Could you output exactly the lines from the one containing "pub struct CloseCashResponse" through the end of the records below, and nothing more?

Dataset records

------------

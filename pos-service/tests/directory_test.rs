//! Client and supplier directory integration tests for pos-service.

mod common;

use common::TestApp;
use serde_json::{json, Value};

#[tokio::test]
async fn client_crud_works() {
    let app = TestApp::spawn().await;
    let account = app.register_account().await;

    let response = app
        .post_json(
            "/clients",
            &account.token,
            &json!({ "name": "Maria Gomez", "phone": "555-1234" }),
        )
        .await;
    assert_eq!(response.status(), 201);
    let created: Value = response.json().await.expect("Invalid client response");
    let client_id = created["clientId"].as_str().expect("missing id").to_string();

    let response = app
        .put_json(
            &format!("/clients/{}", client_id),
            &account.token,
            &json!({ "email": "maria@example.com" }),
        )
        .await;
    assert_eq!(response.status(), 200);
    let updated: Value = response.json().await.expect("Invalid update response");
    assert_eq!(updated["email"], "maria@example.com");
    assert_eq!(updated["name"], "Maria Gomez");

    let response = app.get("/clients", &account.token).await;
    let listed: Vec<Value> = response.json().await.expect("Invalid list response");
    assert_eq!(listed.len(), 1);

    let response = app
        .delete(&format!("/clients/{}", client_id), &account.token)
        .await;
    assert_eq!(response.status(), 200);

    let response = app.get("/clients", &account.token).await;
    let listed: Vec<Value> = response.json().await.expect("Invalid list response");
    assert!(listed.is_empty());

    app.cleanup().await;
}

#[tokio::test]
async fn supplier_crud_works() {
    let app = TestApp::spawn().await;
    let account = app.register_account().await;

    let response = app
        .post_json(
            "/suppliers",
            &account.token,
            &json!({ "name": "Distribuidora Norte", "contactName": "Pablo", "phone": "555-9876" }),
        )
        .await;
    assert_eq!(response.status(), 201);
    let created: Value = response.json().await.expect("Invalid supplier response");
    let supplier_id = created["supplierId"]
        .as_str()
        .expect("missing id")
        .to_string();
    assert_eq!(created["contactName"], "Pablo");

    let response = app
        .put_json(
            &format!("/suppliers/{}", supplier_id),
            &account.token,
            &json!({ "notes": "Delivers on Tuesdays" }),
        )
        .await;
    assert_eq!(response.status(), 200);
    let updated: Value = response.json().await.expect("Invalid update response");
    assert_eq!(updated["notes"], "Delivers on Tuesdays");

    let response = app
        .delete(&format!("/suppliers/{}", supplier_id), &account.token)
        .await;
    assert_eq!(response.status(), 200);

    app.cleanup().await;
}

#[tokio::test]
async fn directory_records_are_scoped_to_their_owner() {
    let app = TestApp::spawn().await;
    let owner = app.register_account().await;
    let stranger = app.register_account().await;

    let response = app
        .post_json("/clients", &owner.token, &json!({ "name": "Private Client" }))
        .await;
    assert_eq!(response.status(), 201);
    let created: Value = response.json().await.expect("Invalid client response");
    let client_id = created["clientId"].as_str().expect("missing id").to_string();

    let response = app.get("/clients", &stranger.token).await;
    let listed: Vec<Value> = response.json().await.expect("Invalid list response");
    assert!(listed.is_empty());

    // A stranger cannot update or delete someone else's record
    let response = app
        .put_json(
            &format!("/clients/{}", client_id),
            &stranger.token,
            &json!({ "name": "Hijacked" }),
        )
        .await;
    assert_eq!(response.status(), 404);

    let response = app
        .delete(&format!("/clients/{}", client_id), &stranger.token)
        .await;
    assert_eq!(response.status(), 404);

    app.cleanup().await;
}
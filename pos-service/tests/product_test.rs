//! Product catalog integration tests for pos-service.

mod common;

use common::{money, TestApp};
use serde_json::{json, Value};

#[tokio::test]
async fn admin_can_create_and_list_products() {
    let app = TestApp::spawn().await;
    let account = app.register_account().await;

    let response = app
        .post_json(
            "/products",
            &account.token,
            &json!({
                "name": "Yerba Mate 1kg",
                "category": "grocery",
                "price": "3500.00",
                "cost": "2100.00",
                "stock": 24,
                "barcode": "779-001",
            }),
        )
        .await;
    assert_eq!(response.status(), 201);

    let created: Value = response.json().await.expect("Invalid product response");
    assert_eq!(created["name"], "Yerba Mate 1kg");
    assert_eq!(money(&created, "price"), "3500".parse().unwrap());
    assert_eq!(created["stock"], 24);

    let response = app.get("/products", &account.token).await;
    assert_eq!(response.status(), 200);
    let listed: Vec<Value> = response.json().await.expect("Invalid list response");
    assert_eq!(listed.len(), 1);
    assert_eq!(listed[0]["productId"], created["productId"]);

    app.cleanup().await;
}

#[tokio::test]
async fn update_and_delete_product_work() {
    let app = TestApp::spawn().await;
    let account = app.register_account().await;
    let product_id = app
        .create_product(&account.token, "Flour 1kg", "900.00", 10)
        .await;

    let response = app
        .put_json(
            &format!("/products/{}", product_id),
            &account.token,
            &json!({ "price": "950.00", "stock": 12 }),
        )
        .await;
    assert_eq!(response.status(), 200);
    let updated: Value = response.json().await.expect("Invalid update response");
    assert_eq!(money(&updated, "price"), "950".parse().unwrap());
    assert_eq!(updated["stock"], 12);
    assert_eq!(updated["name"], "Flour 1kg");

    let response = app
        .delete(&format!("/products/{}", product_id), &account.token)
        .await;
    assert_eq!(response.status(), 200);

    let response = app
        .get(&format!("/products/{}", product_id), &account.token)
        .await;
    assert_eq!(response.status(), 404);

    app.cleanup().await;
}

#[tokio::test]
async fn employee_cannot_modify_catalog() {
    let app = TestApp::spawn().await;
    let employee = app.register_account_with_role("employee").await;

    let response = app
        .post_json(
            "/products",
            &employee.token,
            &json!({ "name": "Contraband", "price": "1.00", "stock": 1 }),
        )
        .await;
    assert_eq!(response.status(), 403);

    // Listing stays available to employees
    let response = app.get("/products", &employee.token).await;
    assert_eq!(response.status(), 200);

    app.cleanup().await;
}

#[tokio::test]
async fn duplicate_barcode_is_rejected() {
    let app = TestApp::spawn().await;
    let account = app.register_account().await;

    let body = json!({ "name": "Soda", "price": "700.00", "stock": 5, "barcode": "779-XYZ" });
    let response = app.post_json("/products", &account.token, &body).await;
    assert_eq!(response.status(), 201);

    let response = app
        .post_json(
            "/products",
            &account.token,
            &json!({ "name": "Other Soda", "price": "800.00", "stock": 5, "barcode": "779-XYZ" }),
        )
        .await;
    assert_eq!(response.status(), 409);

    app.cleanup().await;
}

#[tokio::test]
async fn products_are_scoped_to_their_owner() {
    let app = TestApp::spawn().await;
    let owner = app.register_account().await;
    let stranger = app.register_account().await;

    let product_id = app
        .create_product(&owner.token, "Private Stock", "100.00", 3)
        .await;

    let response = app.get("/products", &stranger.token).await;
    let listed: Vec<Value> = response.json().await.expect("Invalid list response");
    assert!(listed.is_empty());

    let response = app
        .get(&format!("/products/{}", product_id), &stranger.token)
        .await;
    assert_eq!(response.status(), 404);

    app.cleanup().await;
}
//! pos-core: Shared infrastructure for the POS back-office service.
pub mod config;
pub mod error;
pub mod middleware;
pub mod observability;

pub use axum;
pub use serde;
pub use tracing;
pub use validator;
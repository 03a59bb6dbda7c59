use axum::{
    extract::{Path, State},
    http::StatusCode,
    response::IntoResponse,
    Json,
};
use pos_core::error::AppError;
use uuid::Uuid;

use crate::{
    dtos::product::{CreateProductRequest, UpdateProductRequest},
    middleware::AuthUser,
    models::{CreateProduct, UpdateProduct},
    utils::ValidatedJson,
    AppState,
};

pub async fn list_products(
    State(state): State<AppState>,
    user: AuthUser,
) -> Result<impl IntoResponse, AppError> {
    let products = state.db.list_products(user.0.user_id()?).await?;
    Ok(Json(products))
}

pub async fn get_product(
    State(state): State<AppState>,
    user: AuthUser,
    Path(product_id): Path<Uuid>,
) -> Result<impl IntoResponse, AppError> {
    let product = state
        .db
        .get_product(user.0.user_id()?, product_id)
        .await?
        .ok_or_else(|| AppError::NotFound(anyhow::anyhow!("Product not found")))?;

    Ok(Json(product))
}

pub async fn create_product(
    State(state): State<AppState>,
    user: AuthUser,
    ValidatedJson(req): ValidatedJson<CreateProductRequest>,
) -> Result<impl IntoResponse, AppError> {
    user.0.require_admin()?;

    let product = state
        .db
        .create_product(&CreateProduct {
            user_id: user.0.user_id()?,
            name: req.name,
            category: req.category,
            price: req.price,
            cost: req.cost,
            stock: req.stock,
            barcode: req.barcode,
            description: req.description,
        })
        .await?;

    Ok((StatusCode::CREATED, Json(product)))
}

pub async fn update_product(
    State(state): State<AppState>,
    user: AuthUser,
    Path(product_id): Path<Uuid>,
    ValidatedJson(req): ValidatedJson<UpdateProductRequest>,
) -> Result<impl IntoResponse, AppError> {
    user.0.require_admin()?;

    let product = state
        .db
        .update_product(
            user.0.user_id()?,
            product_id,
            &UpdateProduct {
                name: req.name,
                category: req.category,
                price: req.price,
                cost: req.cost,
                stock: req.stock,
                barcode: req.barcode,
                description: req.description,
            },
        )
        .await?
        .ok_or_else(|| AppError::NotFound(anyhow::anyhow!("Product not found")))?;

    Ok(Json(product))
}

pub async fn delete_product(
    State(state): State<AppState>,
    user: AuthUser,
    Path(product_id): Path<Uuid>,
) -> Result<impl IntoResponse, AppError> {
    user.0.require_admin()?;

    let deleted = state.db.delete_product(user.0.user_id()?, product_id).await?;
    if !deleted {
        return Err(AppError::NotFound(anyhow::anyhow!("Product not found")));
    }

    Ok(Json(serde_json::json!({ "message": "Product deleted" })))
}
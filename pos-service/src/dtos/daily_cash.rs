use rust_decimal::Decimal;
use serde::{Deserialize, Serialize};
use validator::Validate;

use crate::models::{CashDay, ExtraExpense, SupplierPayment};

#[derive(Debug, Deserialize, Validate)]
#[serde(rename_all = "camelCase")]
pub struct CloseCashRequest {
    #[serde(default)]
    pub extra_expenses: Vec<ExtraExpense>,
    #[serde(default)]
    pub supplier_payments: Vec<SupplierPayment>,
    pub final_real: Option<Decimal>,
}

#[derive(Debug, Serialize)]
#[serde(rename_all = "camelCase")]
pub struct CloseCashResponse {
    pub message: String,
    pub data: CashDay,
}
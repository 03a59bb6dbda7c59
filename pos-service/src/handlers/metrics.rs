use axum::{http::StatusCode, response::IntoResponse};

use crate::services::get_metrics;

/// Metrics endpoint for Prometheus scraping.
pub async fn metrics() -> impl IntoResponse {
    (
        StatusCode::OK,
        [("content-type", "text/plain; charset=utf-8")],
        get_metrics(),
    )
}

------------

Response to the exercise
pub struct CloseCashResponse {
    pub message: String,
    pub data: CashDay,
}
repository 03a59bb6dbda7c59
filename pos-service/src/handlers/metrics.rs
use axum::{http::StatusCode, response::IntoResponse};

use crate::services::get_metrics;

/// Metrics endpoint for Prometheus scraping.
pub async fn metrics() -> impl IntoResponse {
    (
        StatusCode::OK,
        [("content-type", "text/plain; charset=utf-8")],
        get_metrics(),
    )
}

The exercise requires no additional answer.